§ SUPPLIED MATERIAL
^^^^^^^^^^^^^^^^
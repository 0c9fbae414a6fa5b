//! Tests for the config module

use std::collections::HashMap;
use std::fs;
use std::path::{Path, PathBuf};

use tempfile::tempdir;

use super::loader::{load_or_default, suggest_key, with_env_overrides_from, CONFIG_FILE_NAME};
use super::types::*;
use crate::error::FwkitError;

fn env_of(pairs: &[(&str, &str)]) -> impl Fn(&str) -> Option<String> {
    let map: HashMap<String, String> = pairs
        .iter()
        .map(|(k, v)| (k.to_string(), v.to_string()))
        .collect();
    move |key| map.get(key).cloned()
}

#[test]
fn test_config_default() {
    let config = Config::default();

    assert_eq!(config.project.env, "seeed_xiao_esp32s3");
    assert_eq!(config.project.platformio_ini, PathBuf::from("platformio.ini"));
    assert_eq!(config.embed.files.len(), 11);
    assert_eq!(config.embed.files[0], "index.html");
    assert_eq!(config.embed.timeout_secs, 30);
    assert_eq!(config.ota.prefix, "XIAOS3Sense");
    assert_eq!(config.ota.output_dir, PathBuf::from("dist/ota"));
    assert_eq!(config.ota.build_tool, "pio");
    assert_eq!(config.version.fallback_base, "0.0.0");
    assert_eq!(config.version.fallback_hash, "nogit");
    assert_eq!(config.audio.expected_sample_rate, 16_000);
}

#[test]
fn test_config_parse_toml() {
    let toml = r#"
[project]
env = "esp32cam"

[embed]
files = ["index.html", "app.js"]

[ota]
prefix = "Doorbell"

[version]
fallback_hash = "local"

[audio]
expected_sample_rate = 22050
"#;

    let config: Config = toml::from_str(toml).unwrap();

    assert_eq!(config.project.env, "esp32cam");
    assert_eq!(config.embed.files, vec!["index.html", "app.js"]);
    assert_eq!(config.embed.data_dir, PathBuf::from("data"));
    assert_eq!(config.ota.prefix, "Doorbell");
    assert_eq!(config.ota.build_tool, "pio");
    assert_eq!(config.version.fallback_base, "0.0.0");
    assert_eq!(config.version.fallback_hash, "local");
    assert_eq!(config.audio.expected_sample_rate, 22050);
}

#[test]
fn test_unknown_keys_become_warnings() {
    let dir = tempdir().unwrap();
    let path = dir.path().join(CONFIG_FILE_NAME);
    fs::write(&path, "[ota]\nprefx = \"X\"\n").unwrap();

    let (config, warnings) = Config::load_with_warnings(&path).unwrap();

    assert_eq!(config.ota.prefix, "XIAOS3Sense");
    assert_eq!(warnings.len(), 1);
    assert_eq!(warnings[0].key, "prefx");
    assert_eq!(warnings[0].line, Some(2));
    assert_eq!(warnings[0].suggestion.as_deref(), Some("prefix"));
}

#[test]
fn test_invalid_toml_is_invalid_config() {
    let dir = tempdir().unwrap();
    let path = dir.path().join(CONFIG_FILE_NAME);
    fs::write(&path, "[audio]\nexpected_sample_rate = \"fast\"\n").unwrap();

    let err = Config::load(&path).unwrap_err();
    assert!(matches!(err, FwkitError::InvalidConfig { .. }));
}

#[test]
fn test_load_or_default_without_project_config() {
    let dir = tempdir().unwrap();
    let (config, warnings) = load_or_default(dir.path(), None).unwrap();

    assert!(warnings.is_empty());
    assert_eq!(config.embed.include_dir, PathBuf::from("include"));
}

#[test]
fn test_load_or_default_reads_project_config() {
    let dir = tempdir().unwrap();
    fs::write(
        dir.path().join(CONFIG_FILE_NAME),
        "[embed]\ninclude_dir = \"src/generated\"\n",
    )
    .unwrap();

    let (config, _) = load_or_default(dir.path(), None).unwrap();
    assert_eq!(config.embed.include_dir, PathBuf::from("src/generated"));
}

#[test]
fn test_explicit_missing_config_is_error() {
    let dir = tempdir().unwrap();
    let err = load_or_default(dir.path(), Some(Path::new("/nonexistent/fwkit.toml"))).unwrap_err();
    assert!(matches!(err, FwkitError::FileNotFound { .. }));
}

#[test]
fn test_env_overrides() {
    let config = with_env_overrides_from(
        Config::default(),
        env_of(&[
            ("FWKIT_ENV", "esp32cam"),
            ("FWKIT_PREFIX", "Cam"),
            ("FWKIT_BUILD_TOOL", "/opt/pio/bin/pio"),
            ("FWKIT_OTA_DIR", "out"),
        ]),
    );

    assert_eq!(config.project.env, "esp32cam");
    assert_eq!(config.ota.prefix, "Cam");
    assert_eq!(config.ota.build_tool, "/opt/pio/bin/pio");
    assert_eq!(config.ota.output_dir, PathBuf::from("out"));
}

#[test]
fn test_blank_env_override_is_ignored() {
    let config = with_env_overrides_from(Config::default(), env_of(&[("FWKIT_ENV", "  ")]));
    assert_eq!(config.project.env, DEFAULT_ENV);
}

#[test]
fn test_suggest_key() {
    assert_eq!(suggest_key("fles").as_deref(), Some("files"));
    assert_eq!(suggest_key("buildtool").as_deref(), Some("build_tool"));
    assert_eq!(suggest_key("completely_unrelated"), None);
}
^^^^^^^^^^^^^^^^
§ INSTRUCTIONS TO FOLLOW
Please return the entire listing, unchanged.

§ EXERCISE SOLUTION
repository 0c9fbae414a6fa5b
//! Tests for the config module

use std::collections::HashMap;
use std::fs;
use std::path::{Path, PathBuf};

use tempfile::tempdir;

use super::loader::{load_or_default, suggest_key, with_env_overrides_from, CONFIG_FILE_NAME};
use super::types::*;
use crate::error::FwkitError;

fn env_of(pairs: &[(&str, &str)]) -> impl Fn(&str) -> Option<String> {
    let map: HashMap<String, String> = pairs
        .iter()
        .map(|(k, v)| (k.to_string(), v.to_string()))
        .collect();
    move |key| map.get(key).cloned()
}

#[test]
fn test_config_default() {
    let config = Config::default();

    assert_eq!(config.project.env, "seeed_xiao_esp32s3");
    assert_eq!(config.project.platformio_ini, PathBuf::from("platformio.ini"));
    assert_eq!(config.embed.files.len(), 11);
    assert_eq!(config.embed.files[0], "index.html");
    assert_eq!(config.embed.timeout_secs, 30);
    assert_eq!(config.ota.prefix, "XIAOS3Sense");
    assert_eq!(config.ota.output_dir, PathBuf::from("dist/ota"));
    assert_eq!(config.ota.build_tool, "pio");
    assert_eq!(config.version.fallback_base, "0.0.0");
    assert_eq!(config.version.fallback_hash, "nogit");
    assert_eq!(config.audio.expected_sample_rate, 16_000);
}

#[test]
fn test_config_parse_toml() {
    let toml = r#"
[project]
env = "esp32cam"

[embed]
files = ["index.html", "app.js"]

[ota]
prefix = "Doorbell"

[version]
fallback_hash = "local"

[audio]
expected_sample_rate = 22050
"#;

    let config: Config = toml::from_str(toml).unwrap();

    assert_eq!(config.project.env, "esp32cam");
    assert_eq!(config.embed.files, vec!["index.html", "app.js"]);
    assert_eq!(config.embed.data_dir, PathBuf::from("data"));
    assert_eq!(config.ota.prefix, "Doorbell");
    assert_eq!(config.ota.build_tool, "pio");
    assert_eq!(config.version.fallback_base, "0.0.0");
    assert_eq!(config.version.fallback_hash, "local");
    assert_eq!(config.audio.expected_sample_rate, 22050);
}

#[test]
fn test_unknown_keys_become_warnings() {
    let dir = tempdir().unwrap();
    let path = dir.path().join(CONFIG_FILE_NAME);
    fs::write(&path, "[ota]\nprefx = \"X\"\n").unwrap();

    let (config, warnings) = Config::load_with_warnings(&path).unwrap();

    assert_eq!(config.ota.prefix, "XIAOS3Sense");
    assert_eq!(warnings.len(), 1);
    assert_eq!(warnings[0].key, "prefx");
    assert_eq!(warnings[0].line, Some(2));
    assert_eq!(warnings[0].suggestion.as_deref(), Some("prefix"));
}

#[test]
fn test_invalid_toml_is_invalid_config() {
    let dir = tempdir().unwrap();
    let path = dir.path().join(CONFIG_FILE_NAME);
    fs::write(&path, "[audio]\nexpected_sample_rate = \"fast\"\n").unwrap();

    let err = Config::load(&path).unwrap_err();
    assert!(matches!(err, FwkitError::InvalidConfig { .. }));
}

#[test]
fn test_load_or_default_without_project_config() {
    let dir = tempdir().unwrap();
    let (config, warnings) = load_or_default(dir.path(), None).unwrap();

    assert!(warnings.is_empty());
    assert_eq!(config.embed.include_dir, PathBuf::from("include"));
}

#[test]
fn test_load_or_default_reads_project_config() {
    let dir = tempdir().unwrap();
    fs::write(
        dir.path().join(CONFIG_FILE_NAME),
        "[embed]\ninclude_dir = \"src/generated\"\n",
    )
    .unwrap();

    let (config, _) = load_or_default(dir.path(), None).unwrap();
    assert_eq!(config.embed.include_dir, PathBuf::from("src/generated"));
}

#[test]
fn test_explicit_missing_config_is_error() {
    let dir = tempdir().unwrap();
    let err = load_or_default(dir.path(), Some(Path::new("/nonexistent/fwkit.toml"))).unwrap_err();
    assert!(matches!(err, FwkitError::FileNotFound { .. }));
}

#[test]
fn test_env_overrides() {
    let config = with_env_overrides_from(
        Config::default(),
        env_of(&[
            ("FWKIT_ENV", "esp32cam"),
            ("FWKIT_PREFIX", "Cam"),
            ("FWKIT_BUILD_TOOL", "/opt/pio/bin/pio"),
            ("FWKIT_OTA_DIR", "out"),
        ]),
    );

    assert_eq!(config.project.env, "esp32cam");
    assert_eq!(config.ota.prefix, "Cam");
    assert_eq!(config.ota.build_tool, "/opt/pio/bin/pio");
    assert_eq!(config.ota.output_dir, PathBuf::from("out"));
}

#[test]
fn test_blank_env_override_is_ignored() {
    let config = with_env_overrides_from(Config::default(), env_of(&[("FWKIT_ENV", "  ")]));
    assert_eq!(config.project.env, DEFAULT_ENV);
}

#[test]
fn test_suggest_key() {
    assert_eq!(suggest_key("fles").as_deref(), Some("files"));
    assert_eq!(suggest_key("buildtool").as_deref(), Some("build_tool"));
    assert_eq!(suggest_key("completely_unrelated"), None);
}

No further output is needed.